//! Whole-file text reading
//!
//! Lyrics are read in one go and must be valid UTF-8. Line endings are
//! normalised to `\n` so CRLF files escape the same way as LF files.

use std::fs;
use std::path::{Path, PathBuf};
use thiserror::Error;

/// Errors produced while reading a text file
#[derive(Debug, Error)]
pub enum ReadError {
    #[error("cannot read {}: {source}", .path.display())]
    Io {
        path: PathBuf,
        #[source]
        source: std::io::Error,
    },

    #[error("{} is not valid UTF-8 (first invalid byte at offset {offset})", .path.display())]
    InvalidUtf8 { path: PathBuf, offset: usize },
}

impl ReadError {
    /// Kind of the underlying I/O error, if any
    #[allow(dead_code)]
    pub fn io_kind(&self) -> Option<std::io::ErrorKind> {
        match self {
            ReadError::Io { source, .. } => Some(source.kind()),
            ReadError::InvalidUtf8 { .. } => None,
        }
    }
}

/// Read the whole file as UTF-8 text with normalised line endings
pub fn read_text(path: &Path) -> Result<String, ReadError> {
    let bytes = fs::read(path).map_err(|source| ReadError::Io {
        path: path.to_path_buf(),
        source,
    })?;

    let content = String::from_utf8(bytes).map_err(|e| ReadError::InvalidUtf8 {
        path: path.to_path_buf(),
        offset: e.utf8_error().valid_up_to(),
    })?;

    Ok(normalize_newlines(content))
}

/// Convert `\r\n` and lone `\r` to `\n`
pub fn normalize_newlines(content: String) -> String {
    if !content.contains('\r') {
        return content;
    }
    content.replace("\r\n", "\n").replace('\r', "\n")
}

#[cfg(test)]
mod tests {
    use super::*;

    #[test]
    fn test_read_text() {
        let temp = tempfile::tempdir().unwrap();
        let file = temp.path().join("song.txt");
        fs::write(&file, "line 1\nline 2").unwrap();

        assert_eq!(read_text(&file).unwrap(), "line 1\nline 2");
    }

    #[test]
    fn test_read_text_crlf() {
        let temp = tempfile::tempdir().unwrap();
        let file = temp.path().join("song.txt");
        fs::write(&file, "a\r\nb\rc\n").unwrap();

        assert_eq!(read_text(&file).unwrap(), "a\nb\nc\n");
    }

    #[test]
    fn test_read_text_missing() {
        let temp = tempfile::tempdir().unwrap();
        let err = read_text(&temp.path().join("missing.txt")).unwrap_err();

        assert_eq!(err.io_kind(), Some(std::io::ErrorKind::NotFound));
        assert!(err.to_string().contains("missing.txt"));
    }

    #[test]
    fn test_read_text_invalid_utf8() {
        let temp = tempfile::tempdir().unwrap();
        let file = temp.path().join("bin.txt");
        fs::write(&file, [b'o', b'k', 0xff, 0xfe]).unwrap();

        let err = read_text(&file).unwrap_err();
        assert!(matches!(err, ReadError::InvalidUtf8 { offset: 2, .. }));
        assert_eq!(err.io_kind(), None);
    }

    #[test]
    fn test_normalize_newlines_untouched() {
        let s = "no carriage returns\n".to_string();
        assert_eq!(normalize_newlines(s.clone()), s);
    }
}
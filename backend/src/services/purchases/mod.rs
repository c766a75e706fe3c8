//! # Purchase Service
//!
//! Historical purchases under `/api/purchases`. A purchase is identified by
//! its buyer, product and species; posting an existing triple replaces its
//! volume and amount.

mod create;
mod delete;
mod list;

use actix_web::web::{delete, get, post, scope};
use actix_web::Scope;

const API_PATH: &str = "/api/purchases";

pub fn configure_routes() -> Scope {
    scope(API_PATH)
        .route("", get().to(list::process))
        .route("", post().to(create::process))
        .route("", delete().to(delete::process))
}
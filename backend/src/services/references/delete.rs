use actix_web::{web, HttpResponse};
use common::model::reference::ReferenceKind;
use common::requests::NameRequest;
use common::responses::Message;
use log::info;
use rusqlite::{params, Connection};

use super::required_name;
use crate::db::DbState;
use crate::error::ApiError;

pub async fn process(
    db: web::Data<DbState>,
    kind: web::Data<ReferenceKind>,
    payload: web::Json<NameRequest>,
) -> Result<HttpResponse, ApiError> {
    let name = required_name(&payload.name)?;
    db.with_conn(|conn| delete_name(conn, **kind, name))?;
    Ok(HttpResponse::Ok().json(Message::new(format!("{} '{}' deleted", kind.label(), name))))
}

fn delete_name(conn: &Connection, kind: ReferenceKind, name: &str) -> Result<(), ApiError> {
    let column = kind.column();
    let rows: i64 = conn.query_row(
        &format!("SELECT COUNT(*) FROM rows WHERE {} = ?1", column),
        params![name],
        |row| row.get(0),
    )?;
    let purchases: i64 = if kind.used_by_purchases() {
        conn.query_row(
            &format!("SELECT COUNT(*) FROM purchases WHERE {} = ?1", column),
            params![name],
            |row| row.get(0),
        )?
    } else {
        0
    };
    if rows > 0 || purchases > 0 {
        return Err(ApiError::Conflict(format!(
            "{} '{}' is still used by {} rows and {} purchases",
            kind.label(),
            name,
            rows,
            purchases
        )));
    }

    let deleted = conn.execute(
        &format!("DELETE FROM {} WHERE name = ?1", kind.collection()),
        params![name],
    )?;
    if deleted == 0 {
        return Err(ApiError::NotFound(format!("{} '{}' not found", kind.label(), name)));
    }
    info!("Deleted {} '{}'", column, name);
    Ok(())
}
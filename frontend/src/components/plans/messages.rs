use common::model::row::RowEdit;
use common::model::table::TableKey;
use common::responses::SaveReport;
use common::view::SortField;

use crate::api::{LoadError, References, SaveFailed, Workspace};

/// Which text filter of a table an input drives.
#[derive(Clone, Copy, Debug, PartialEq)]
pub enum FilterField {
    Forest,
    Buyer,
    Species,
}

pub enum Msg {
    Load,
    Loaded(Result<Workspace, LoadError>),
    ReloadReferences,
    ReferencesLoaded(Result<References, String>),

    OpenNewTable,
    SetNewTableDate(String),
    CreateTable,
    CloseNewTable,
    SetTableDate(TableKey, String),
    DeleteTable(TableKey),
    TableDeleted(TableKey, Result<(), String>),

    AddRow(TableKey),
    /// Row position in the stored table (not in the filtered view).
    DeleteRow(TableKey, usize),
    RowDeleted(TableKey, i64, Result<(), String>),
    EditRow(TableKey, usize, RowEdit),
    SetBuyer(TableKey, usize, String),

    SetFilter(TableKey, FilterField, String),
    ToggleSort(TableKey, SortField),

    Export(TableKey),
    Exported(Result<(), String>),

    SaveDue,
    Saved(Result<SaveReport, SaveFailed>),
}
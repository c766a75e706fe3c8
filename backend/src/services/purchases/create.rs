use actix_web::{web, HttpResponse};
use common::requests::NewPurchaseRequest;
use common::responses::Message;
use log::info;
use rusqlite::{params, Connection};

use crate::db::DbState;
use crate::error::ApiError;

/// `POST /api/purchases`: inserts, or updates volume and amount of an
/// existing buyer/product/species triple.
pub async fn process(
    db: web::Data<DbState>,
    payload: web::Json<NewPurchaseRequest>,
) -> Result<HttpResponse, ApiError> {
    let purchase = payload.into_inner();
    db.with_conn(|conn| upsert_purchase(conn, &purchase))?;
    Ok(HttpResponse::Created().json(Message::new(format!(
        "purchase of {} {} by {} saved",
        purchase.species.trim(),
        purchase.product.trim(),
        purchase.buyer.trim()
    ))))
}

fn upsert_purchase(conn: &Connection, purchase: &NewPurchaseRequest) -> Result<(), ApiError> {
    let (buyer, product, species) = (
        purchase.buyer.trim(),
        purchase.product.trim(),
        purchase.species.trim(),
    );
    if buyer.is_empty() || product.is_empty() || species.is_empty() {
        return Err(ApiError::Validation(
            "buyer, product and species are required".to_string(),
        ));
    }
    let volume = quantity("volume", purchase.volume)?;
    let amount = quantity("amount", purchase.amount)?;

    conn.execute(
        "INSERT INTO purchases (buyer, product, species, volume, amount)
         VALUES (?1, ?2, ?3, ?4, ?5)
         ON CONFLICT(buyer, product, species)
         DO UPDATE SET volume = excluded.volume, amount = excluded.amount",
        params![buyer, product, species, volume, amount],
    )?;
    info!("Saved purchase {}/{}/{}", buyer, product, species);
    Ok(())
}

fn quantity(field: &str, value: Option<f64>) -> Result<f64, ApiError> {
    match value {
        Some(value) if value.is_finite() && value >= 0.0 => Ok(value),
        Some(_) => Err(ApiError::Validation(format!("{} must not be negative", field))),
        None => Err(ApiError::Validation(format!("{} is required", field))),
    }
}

━━━━

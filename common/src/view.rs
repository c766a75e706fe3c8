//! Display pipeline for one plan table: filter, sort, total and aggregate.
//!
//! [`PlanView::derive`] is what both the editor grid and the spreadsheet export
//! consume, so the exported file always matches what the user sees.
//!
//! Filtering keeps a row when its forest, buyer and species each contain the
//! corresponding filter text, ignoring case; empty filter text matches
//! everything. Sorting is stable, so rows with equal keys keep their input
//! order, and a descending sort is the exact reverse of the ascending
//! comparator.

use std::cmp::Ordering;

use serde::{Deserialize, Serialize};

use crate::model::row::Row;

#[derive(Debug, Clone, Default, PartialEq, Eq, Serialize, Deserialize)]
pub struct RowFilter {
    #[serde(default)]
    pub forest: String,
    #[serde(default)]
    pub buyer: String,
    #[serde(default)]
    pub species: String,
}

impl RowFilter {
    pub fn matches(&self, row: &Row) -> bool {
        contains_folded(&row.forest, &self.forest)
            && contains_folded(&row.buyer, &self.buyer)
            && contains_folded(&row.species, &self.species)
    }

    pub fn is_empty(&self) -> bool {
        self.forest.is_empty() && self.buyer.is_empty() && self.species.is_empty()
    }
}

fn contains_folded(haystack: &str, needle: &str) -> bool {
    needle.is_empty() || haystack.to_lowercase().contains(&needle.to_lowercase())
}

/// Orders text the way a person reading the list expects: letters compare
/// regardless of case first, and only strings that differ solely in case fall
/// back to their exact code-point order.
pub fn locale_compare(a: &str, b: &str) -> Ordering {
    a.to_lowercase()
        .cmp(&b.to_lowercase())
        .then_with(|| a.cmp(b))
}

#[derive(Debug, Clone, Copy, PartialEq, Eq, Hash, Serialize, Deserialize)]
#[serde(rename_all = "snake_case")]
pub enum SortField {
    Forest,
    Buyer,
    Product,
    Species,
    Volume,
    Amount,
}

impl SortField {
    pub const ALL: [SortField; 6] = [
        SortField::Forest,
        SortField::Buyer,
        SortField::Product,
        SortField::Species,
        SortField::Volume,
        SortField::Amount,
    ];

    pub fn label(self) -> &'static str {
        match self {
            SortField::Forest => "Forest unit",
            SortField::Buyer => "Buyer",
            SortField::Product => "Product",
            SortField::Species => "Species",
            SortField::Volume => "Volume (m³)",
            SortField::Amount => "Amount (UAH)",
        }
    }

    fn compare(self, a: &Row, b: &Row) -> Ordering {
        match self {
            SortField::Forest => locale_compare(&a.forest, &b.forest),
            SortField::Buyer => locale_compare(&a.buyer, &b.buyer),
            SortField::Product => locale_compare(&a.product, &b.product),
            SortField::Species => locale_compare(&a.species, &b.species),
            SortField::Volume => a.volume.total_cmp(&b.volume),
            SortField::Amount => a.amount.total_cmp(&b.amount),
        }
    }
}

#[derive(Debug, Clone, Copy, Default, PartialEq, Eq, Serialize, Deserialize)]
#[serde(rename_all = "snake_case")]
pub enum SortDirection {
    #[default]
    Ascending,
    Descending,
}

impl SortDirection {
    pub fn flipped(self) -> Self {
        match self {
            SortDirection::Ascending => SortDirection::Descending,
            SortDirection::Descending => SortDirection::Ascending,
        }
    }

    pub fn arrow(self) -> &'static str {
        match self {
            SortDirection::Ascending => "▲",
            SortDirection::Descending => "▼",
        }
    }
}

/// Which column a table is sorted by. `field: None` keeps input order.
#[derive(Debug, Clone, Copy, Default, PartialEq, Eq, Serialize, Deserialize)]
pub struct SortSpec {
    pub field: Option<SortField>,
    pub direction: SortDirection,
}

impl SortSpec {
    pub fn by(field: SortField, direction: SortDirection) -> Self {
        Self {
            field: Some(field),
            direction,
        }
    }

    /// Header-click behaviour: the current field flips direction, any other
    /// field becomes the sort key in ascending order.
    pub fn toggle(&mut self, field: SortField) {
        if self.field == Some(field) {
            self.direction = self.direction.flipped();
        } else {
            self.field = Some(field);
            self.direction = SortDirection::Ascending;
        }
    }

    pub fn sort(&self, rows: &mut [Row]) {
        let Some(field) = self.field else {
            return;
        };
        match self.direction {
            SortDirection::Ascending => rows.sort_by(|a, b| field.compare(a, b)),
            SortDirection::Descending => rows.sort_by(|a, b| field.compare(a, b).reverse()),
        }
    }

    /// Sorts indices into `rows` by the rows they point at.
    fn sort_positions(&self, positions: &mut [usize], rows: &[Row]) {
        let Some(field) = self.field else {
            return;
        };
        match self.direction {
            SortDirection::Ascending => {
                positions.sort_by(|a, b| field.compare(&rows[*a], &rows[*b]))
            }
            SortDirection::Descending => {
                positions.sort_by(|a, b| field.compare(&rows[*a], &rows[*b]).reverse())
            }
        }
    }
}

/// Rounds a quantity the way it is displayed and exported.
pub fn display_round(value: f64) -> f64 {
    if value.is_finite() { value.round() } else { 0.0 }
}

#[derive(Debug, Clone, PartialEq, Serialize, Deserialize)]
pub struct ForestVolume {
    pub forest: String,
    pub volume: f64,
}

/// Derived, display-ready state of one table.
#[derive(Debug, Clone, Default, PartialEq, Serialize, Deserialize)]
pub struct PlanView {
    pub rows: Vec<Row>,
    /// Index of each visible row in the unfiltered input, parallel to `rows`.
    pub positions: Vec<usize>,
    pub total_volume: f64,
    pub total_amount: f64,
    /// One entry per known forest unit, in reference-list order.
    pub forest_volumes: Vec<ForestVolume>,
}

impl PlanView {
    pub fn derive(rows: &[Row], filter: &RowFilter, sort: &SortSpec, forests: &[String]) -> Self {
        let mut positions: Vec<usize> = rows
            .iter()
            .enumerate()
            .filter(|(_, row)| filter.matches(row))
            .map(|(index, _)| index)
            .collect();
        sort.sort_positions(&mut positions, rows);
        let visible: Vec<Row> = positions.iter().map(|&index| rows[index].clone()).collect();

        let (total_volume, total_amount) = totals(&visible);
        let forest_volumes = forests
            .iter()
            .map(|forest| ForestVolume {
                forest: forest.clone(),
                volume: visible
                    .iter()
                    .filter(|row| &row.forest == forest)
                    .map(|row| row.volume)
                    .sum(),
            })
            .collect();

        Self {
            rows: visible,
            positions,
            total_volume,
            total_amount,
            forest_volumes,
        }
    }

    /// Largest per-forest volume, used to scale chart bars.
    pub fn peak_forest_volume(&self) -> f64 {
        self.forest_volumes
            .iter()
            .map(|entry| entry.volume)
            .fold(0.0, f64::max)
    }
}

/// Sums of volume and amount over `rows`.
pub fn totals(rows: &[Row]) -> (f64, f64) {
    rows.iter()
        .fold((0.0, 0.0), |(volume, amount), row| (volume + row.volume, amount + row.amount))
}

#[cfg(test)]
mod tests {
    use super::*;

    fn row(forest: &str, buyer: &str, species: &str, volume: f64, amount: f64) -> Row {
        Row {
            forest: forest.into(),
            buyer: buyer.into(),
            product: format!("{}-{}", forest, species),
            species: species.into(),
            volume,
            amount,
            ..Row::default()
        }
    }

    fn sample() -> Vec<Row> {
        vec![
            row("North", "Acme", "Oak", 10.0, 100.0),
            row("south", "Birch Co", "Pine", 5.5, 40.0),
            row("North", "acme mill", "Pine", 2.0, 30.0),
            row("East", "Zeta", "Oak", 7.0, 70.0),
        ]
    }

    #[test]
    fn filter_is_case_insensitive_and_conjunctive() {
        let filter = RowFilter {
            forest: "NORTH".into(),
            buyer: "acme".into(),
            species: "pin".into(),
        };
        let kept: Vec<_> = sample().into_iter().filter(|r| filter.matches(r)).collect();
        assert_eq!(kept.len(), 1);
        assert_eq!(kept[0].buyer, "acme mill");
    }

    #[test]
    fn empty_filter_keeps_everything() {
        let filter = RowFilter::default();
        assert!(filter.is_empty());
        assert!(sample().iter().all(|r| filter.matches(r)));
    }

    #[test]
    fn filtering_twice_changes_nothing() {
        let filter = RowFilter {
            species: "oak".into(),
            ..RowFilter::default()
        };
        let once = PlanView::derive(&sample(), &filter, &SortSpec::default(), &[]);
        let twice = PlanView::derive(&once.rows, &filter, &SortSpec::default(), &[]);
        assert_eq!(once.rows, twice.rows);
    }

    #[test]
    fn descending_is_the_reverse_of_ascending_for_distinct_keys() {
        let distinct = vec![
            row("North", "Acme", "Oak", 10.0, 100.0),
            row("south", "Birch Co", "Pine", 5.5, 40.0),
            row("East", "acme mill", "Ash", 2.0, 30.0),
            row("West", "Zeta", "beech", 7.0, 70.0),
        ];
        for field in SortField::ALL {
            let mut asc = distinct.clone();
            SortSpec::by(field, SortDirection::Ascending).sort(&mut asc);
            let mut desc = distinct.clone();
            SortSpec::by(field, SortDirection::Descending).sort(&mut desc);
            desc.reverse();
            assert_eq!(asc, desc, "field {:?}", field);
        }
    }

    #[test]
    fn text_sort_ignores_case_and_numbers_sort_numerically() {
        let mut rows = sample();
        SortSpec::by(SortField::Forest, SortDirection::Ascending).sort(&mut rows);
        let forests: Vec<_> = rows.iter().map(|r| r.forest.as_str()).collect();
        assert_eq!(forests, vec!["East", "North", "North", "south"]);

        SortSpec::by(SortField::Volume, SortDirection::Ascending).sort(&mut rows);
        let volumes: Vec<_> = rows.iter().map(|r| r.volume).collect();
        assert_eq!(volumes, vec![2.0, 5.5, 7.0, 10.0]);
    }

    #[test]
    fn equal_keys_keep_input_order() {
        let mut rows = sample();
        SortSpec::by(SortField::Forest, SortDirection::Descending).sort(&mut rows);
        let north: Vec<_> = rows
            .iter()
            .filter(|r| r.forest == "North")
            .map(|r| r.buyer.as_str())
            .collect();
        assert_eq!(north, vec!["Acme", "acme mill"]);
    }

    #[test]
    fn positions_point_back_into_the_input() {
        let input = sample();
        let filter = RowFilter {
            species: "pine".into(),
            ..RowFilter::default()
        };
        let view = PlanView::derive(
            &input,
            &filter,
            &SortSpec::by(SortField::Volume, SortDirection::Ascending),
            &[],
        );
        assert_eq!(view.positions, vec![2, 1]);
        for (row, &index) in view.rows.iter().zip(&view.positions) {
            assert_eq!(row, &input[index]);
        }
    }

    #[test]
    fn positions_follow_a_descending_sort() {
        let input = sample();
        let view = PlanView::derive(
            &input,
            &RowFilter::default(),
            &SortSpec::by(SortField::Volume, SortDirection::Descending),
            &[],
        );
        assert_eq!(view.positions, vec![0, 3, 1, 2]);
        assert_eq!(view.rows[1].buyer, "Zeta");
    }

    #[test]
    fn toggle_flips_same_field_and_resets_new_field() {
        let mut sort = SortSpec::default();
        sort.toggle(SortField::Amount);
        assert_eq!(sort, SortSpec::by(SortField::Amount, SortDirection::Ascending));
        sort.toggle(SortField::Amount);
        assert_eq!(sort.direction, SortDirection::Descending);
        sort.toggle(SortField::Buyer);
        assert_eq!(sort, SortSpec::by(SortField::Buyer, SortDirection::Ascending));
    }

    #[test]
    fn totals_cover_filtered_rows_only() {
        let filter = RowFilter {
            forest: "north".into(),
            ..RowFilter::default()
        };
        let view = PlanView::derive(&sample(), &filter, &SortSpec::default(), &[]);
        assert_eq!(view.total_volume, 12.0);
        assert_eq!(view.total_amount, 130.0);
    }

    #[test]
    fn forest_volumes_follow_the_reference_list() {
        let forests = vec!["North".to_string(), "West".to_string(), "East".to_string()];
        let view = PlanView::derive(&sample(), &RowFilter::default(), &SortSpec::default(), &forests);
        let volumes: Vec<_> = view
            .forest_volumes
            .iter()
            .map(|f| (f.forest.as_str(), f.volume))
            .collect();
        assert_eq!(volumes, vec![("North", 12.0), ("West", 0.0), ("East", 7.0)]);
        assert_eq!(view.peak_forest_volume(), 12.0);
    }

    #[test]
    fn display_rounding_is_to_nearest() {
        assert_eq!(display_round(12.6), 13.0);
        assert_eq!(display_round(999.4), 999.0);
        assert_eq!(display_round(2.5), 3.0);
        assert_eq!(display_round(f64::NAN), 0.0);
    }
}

━━━━

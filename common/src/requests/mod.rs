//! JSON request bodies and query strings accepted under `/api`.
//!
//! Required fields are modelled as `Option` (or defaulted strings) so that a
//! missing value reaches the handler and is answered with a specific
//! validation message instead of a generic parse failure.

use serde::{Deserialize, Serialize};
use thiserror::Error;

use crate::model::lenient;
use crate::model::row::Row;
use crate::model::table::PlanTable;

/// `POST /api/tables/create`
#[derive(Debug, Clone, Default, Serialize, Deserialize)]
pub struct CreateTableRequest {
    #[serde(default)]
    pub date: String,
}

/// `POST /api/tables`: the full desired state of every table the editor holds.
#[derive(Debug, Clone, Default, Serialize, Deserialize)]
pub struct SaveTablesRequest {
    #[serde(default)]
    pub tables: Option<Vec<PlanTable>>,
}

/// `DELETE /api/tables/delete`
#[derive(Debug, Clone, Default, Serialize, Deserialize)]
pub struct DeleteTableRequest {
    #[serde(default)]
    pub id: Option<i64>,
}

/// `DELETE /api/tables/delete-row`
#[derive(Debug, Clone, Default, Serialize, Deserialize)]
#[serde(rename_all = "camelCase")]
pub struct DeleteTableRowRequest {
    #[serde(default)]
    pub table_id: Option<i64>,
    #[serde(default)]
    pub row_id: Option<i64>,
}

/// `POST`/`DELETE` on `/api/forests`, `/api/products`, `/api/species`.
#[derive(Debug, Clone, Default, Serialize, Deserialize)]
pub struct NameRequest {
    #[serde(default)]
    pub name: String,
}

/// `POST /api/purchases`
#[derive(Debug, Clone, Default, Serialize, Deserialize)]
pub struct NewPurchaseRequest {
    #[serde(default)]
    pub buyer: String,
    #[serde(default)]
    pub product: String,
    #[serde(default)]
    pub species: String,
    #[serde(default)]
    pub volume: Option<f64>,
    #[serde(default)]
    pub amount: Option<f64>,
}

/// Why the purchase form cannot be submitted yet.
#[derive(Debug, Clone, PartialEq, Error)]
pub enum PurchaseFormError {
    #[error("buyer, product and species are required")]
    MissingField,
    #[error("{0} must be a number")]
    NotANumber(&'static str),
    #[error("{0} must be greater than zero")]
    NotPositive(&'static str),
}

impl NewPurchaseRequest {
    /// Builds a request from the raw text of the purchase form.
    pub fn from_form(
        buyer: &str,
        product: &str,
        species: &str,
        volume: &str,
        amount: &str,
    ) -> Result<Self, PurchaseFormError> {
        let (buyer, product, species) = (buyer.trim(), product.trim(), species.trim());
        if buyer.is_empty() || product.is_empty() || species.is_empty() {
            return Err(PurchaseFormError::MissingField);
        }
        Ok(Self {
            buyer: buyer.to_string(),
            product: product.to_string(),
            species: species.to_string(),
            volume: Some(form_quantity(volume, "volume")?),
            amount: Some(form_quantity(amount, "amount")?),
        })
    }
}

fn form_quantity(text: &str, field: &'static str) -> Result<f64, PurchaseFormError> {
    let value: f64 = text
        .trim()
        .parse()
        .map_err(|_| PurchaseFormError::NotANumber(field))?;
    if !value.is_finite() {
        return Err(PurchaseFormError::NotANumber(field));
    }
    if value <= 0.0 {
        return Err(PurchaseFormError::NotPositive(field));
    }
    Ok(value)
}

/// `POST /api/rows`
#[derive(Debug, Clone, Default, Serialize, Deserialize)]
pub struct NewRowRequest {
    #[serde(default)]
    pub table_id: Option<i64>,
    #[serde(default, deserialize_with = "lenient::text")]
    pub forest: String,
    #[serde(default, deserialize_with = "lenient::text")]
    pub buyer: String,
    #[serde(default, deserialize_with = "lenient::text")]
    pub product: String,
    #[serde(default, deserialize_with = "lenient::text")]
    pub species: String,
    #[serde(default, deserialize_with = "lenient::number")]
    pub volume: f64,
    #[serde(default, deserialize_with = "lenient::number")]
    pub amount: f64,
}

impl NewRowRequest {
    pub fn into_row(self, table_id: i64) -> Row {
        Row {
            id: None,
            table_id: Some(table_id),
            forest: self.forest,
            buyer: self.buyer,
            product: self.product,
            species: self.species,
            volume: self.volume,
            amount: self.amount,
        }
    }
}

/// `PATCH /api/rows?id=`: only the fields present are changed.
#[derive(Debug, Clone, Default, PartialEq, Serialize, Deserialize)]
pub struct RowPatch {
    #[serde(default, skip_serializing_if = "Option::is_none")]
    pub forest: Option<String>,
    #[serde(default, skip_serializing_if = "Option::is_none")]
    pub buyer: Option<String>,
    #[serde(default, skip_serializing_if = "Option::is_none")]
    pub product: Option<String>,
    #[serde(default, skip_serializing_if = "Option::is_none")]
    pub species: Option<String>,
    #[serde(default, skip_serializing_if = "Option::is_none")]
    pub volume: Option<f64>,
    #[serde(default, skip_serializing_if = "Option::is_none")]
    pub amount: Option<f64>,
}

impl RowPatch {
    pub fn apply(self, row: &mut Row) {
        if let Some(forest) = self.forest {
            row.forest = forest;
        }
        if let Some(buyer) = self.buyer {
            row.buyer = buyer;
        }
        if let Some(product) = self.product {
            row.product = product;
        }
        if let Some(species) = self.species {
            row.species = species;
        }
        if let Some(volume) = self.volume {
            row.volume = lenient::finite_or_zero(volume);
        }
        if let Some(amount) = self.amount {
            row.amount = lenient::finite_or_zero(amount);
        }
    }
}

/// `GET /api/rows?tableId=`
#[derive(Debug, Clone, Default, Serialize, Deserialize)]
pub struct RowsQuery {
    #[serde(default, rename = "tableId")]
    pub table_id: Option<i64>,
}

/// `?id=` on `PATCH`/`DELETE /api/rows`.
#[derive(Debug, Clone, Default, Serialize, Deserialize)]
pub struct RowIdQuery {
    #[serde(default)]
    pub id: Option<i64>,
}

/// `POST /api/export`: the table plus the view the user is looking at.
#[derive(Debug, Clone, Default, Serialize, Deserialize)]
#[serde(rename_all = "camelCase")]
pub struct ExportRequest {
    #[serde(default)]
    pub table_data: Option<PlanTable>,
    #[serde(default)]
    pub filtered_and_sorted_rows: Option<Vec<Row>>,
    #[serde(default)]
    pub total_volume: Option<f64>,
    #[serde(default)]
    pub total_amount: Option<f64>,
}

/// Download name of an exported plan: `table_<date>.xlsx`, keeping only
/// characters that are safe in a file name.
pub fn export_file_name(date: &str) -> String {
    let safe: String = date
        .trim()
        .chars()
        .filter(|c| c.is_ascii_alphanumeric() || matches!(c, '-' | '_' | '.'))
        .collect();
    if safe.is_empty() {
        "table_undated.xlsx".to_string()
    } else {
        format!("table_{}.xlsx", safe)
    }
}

━━━━

Exercise instructions:
Show every line above where "xlsx" is found.

Response box:
/// Download name of an exported plan: `table_<date>.xlsx`, keeping only
        "table_undated.xlsx".to_string()
        format!("table_{}.xlsx", safe)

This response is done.